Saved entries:
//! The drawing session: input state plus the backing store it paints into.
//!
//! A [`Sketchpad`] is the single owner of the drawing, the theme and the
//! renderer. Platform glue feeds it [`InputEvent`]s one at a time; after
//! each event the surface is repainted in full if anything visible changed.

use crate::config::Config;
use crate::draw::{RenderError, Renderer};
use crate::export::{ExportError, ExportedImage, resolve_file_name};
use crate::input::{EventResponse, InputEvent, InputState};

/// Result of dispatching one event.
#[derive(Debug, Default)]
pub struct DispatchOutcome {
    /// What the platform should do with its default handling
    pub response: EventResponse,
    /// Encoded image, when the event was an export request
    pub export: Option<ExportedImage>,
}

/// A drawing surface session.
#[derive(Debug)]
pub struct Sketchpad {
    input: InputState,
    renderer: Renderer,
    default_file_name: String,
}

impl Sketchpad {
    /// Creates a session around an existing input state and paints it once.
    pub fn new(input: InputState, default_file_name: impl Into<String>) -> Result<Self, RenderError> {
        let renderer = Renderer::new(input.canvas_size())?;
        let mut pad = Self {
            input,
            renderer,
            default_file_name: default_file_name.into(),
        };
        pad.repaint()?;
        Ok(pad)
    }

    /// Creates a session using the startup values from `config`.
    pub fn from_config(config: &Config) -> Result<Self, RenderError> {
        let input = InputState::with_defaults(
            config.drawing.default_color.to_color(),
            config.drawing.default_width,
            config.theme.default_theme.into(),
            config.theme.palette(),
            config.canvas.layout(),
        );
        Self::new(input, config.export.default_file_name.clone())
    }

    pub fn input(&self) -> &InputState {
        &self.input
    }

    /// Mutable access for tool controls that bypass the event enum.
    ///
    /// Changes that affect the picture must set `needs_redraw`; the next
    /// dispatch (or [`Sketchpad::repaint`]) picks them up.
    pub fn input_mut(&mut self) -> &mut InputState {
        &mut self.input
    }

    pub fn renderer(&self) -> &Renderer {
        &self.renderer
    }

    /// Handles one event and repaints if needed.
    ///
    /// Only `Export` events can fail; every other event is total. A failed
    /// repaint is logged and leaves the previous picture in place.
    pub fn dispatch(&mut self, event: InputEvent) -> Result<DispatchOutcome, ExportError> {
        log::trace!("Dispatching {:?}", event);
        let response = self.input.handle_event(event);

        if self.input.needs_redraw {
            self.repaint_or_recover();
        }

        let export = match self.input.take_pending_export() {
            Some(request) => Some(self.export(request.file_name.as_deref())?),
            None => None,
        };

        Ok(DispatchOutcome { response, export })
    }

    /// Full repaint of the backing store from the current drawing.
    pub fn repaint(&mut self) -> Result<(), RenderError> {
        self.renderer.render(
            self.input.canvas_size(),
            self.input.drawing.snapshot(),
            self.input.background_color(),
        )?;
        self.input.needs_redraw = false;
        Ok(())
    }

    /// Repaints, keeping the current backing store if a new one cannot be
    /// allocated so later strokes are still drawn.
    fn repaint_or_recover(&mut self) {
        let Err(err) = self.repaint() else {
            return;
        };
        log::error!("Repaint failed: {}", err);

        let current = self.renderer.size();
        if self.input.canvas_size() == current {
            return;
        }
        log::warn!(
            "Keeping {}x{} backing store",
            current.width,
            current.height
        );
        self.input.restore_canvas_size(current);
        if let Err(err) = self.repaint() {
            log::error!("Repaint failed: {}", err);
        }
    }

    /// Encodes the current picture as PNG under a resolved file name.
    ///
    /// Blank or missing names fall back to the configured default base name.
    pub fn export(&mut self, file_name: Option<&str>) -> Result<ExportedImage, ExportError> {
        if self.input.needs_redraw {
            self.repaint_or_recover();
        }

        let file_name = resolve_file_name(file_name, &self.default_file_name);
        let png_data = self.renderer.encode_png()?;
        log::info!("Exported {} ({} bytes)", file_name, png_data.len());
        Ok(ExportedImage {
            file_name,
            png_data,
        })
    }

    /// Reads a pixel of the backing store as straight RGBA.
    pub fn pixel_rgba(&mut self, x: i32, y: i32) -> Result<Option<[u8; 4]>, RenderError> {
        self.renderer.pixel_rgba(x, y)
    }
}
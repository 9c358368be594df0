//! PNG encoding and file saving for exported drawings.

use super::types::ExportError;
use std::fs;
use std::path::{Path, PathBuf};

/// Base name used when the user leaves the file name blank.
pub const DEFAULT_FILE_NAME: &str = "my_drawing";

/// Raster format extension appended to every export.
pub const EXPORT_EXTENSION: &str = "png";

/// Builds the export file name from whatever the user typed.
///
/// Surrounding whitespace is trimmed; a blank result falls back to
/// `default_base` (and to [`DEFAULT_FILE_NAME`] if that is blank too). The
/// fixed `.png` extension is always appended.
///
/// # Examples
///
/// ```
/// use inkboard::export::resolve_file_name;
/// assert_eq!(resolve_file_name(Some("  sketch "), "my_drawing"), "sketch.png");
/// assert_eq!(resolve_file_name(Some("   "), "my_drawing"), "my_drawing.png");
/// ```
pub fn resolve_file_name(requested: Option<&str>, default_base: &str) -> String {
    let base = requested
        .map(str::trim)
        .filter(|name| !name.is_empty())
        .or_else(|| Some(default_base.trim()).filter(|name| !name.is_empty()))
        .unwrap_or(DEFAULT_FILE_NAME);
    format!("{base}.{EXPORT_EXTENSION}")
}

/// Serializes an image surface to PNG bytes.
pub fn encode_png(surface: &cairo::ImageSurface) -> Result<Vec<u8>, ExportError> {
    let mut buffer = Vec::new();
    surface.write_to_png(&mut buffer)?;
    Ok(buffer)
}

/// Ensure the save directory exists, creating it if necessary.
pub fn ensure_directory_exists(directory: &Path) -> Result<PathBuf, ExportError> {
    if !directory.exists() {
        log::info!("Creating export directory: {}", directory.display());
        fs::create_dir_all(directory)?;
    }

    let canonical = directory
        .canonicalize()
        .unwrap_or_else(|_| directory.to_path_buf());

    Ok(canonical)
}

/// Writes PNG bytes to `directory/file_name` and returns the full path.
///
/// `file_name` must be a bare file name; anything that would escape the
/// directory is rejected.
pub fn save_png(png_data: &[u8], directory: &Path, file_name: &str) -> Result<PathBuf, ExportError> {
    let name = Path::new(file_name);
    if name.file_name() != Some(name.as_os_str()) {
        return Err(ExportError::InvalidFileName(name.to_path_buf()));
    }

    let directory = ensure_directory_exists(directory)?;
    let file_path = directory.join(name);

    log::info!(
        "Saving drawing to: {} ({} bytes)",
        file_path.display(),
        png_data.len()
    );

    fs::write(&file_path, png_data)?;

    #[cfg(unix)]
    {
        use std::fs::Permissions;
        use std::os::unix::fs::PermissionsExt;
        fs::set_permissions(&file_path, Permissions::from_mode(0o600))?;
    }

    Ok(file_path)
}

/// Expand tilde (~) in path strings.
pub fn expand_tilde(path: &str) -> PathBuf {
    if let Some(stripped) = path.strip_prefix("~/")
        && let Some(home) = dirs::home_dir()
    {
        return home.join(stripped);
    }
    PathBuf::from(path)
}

### [TASK DIRECTIONS]
Please set down all the data word for word.

### [RESULT BELOW]
//! The drawing session: input state plus the backing store it paints into.
//!
//! A [`Sketchpad`] is the single owner of the drawing, the theme and the
//! renderer. Platform glue feeds it [`InputEvent`]s one at a time; after
//! each event the surface is repainted in full if anything visible changed.

use crate::config::Config;
use crate::draw::{RenderError, Renderer};
use crate::export::{ExportError, ExportedImage, resolve_file_name};
use crate::input::{EventResponse, InputEvent, InputState};

/// Result of dispatching one event.
#[derive(Debug, Default)]
pub struct DispatchOutcome {
    /// What the platform should do with its default handling
    pub response: EventResponse,
    /// Encoded image, when the event was an export request
    pub export: Option<ExportedImage>,
}

/// A drawing surface session.
#[derive(Debug)]
pub struct Sketchpad {
    input: InputState,
    renderer: Renderer,
    default_file_name: String,
}

impl Sketchpad {
    /// Creates a session around an existing input state and paints it once.
    pub fn new(input: InputState, default_file_name: impl Into<String>) -> Result<Self, RenderError> {
        let renderer = Renderer::new(input.canvas_size())?;
        let mut pad = Self {
            input,
            renderer,
            default_file_name: default_file_name.into(),
        };
        pad.repaint()?;
        Ok(pad)
    }

    /// Creates a session using the startup values from `config`.
    pub fn from_config(config: &Config) -> Result<Self, RenderError> {
        let input = InputState::with_defaults(
            config.drawing.default_color.to_color(),
            config.drawing.default_width,
            config.theme.default_theme.into(),
            config.theme.palette(),
            config.canvas.layout(),
        );
        Self::new(input, config.export.default_file_name.clone())
    }

    pub fn input(&self) -> &InputState {
        &self.input
    }

    /// Mutable access for tool controls that bypass the event enum.
    ///
    /// Changes that affect the picture must set `needs_redraw`; the next
    /// dispatch (or [`Sketchpad::repaint`]) picks them up.
    pub fn input_mut(&mut self) -> &mut InputState {
        &mut self.input
    }

    pub fn renderer(&self) -> &Renderer {
        &self.renderer
    }

    /// Handles one event and repaints if needed.
    ///
    /// Only `Export` events can fail; every other event is total. A failed
    /// repaint is logged and leaves the previous picture in place.
    pub fn dispatch(&mut self, event: InputEvent) -> Result<DispatchOutcome, ExportError> {
        log::trace!("Dispatching {:?}", event);
        let response = self.input.handle_event(event);

        if self.input.needs_redraw {
            self.repaint_or_recover();
        }

        let export = match self.input.take_pending_export() {
            Some(request) => Some(self.export(request.file_name.as_deref())?),
            None => None,
        };

        Ok(DispatchOutcome { response, export })
    }

    /// Full repaint of the backing store from the current drawing.
    pub fn repaint(&mut self) -> Result<(), RenderError> {
        self.renderer.render(
            self.input.canvas_size(),
            self.input.drawing.snapshot(),
            self.input.background_color(),
        )?;
        self.input.needs_redraw = false;
        Ok(())
    }

    /// Repaints, keeping the current backing store if a new one cannot be
    /// allocated so later strokes are still drawn.
    fn repaint_or_recover(&mut self) {
        let Err(err) = self.repaint() else {
            return;
        };
        log::error!("Repaint failed: {}", err);

        let current = self.renderer.size();
        if self.input.canvas_size() == current {
            return;
        }
        log::warn!(
            "Keeping {}x{} backing store",
            current.width,
            current.height
        );
        self.input.restore_canvas_size(current);
        if let Err(err) = self.repaint() {
            log::error!("Repaint failed: {}", err);
        }
    }

    /// Encodes the current picture as PNG under a resolved file name.
    ///
    /// Blank or missing names fall back to the configured default base name.
    pub fn export(&mut self, file_name: Option<&str>) -> Result<ExportedImage, ExportError> {
        if self.input.needs_redraw {
            self.repaint_or_recover();
        }

        let file_name = resolve_file_name(file_name, &self.default_file_name);
        let png_data = self.renderer.encode_png()?;
        log::info!("Exported {} ({} bytes)", file_name, png_data.len());
        Ok(ExportedImage {
            file_name,
            png_data,
        })
    }

    /// Reads a pixel of the backing store as straight RGBA.
    pub fn pixel_rgba(&mut self, x: i32, y: i32) -> Result<Option<[u8; 4]>, RenderError> {
        self.renderer.pixel_rgba(x, y)
    }
}
repository 9c358368be594df0
//! PNG encoding and file saving for exported drawings.

use super::types::ExportError;
use std::fs;
use std::path::{Path, PathBuf};

/// Base name used when the user leaves the file name blank.
pub const DEFAULT_FILE_NAME: &str = "my_drawing";

/// Raster format extension appended to every export.
pub const EXPORT_EXTENSION: &str = "png";

/// Builds the export file name from whatever the user typed.
///
/// Surrounding whitespace is trimmed; a blank result falls back to
/// `default_base` (and to [`DEFAULT_FILE_NAME`] if that is blank too). The
/// fixed `.png` extension is always appended.
///
/// # Examples
///
/// ```
/// use inkboard::export::resolve_file_name;
/// assert_eq!(resolve_file_name(Some("  sketch "), "my_drawing"), "sketch.png");
/// assert_eq!(resolve_file_name(Some("   "), "my_drawing"), "my_drawing.png");
/// ```
pub fn resolve_file_name(requested: Option<&str>, default_base: &str) -> String {
    let base = requested
        .map(str::trim)
        .filter(|name| !name.is_empty())
        .or_else(|| Some(default_base.trim()).filter(|name| !name.is_empty()))
        .unwrap_or(DEFAULT_FILE_NAME);
    format!("{base}.{EXPORT_EXTENSION}")
}

/// Serializes an image surface to PNG bytes.
pub fn encode_png(surface: &cairo::ImageSurface) -> Result<Vec<u8>, ExportError> {
    let mut buffer = Vec::new();
    surface.write_to_png(&mut buffer)?;
    Ok(buffer)
}

/// Ensure the save directory exists, creating it if necessary.
pub fn ensure_directory_exists(directory: &Path) -> Result<PathBuf, ExportError> {
    if !directory.exists() {
        log::info!("Creating export directory: {}", directory.display());
        fs::create_dir_all(directory)?;
    }

    let canonical = directory
        .canonicalize()
        .unwrap_or_else(|_| directory.to_path_buf());

    Ok(canonical)
}

/// Writes PNG bytes to `directory/file_name` and returns the full path.
///
/// `file_name` must be a bare file name; anything that would escape the
/// directory is rejected.
pub fn save_png(png_data: &[u8], directory: &Path, file_name: &str) -> Result<PathBuf, ExportError> {
    let name = Path::new(file_name);
    if name.file_name() != Some(name.as_os_str()) {
        return Err(ExportError::InvalidFileName(name.to_path_buf()));
    }

    let directory = ensure_directory_exists(directory)?;
    let file_path = directory.join(name);

    log::info!(
        "Saving drawing to: {} ({} bytes)",
        file_path.display(),
        png_data.len()
    );

    fs::write(&file_path, png_data)?;

    #[cfg(unix)]
    {
        use std::fs::Permissions;
        use std::os::unix::fs::PermissionsExt;
        fs::set_permissions(&file_path, Permissions::from_mode(0o600))?;
    }

    Ok(file_path)
}

/// Expand tilde (~) in path strings.
pub fn expand_tilde(path: &str) -> PathBuf {
    if let Some(stripped) = path.strip_prefix("~/")
        && let Some(home) = dirs::home_dir()
    {
        return home.join(stripped);
    }
    PathBuf::from(path)
}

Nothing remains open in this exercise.